• DATA EXCERPTS
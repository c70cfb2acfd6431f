use crate::config::{AuthMode, Settings};
use crate::error::Result;
use crate::export::Exporter;
use crate::sheets::InteractiveAuthorizer;
use tracing::info;
use yup_oauth2::ApplicationSecret;

pub(super) fn authorizer(
    secret: &ApplicationSecret,
    mode: AuthMode,
) -> Result<InteractiveAuthorizer> {
    match mode {
        AuthMode::Console => InteractiveAuthorizer::stdin(secret),
        AuthMode::Loopback { port } => InteractiveAuthorizer::loopback(secret, port),
    }
}

pub(super) async fn execute(settings: Settings, reset: bool) -> Result<()> {
    let auth_mode = settings.auth_mode;
    let exporter = Exporter::new(settings);

    if reset {
        exporter.token_cache().clear()?;
    }

    let _token = exporter
        .authenticate(|secret| authorizer(secret, auth_mode))
        .await?;

    info!(path = ?exporter.token_cache().path(), "Google authentication verified");

    Ok(())
}
mod download;
mod faq;
mod files;
mod settings;

use iced::{
    alignment,
    widget::{button, column, container, row, scrollable, text, Column, Space},
    Element, Length,
};

use crate::{
    application::{DownloadTracker, Notice, NoticeBoard, NoticeKind},
    domain::{Quality, Settings},
};

#[derive(Debug, Clone, Copy, PartialEq, Eq, Default)]
pub enum Tab {
    #[default]
    Download,
    Files,
    Settings,
    Faq,
}

impl Tab {
    pub const ALL: [Tab; 4] = [Tab::Download, Tab::Files, Tab::Settings, Tab::Faq];

    pub fn label(self) -> &'static str {
        match self {
            Tab::Download => "Download",
            Tab::Files => "Files",
            Tab::Settings => "Settings",
            Tab::Faq => "FAQ",
        }
    }
}

/// View-only state: what the user is typing and looking at
#[derive(Debug, Default)]
pub struct MainView {
    pub url_input: String,
    pub tab: Tab,
    pub expanded_faq: Option<usize>,
}

#[derive(Debug, Clone)]
pub enum UiMessage {
    UrlChanged(String),
    SubmitPressed,
    TabSelected(Tab),
    QualitySelected(Quality),
    FolderChanged(String),
    BrowseFolderPressed,
    FaqToggled(usize),
    NoticeDismissed(u64),
}

impl MainView {
    pub fn update(&mut self, message: UiMessage) {
        match message {
            UiMessage::UrlChanged(url) => {
                self.url_input = url;
            }
            UiMessage::TabSelected(tab) => {
                self.tab = tab;
            }
            UiMessage::FaqToggled(index) => {
                // Single-open accordion; clicking the open item collapses it
                self.expanded_faq = if self.expanded_faq == Some(index) {
                    None
                } else {
                    Some(index)
                };
            }
            // Everything else touches app state and is handled by the app
            _ => {}
        }
    }

    pub fn view<'a>(
        &'a self,
        tracker: &'a DownloadTracker,
        settings: &'a Settings,
        notices: &'a NoticeBoard,
    ) -> Element<'a, UiMessage> {
        let body = match self.tab {
            Tab::Download => download::view(&self.url_input, tracker, settings),
            Tab::Files => files::view(tracker),
            Tab::Settings => settings::view(settings),
            Tab::Faq => faq::view(self.expanded_faq),
        };

        let content = column![
            header(),
            notice_stack(notices),
            tab_bar(self.tab),
            body,
            footer(),
        ]
        .spacing(20)
        .padding(20)
        .max_width(960.0);

        scrollable(container(content).center_x(Length::Fill)).into()
    }
}

fn header<'a>() -> Element<'a, UiMessage> {
    column![
        text("VideoGrab").size(40),
        text("Grab videos from any site in high quality").size(16),
    ]
    .spacing(6)
    .align_x(alignment::Horizontal::Center)
    .width(Length::Fill)
    .into()
}

fn tab_bar<'a>(current: Tab) -> Element<'a, UiMessage> {
    let tabs = Tab::ALL.into_iter().map(|tab| -> Element<'a, UiMessage> {
        let selected = tab == current;
        button(text(tab.label()).width(Length::Fill).align_x(alignment::Horizontal::Center))
            .on_press(UiMessage::TabSelected(tab))
            .style(move |theme, status| {
                if selected {
                    button::primary(theme, status)
                } else {
                    button::secondary(theme, status)
                }
            })
            .width(Length::Fill)
            .padding([8, 12])
            .into()
    });

    iced::widget::Row::with_children(tabs).spacing(8).into()
}

fn notice_stack(notices: &NoticeBoard) -> Element<'_, UiMessage> {
    Column::with_children(notices.iter().map(notice_card))
        .spacing(8)
        .into()
}

fn notice_card(notice: &Notice) -> Element<'_, UiMessage> {
    let title = match notice.kind {
        NoticeKind::Error => text(&notice.title).size(16).style(text::danger),
        NoticeKind::Success => text(&notice.title).size(16).style(text::success),
    };

    container(
        row![
            column![title, text(&notice.body).size(14)].spacing(4),
            Space::new().width(Length::Fill),
            button(text("×"))
                .on_press(UiMessage::NoticeDismissed(notice.id))
                .style(button::text),
        ]
        .align_y(alignment::Vertical::Center),
    )
    .padding(12)
    .width(Length::Fill)
    .style(container::rounded_box)
    .into()
}

fn footer<'a>() -> Element<'a, UiMessage> {
    text("Safe downloads • No viruses • Completely free")
        .size(13)
        .width(Length::Fill)
        .align_x(alignment::Horizontal::Center)
        .into()
}

/// Card with a heading, used by every tab.
fn card<'a>(
    heading: &'a str,
    description: Option<String>,
    body: Element<'a, UiMessage>,
) -> Element<'a, UiMessage> {
    let mut content = column![text(heading).size(22)].spacing(12);
    if let Some(description) = description {
        content = content.push(text(description).size(14));
    }

    container(content.push(body))
        .padding(20)
        .width(Length::Fill)
        .style(container::rounded_box)
        .into()
}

• AIM OF THE EXERCISE
Going from the line that contains "content = content.push(text(description).size(14));" to the last line of the records, reproduce every line as written.

• SOLUTION BELOW
        content = content.push(text(description).size(14));
    }

    container(content.push(body))
        .padding(20)
        .width(Length::Fill)
        .style(container::rounded_box)
        .into()
}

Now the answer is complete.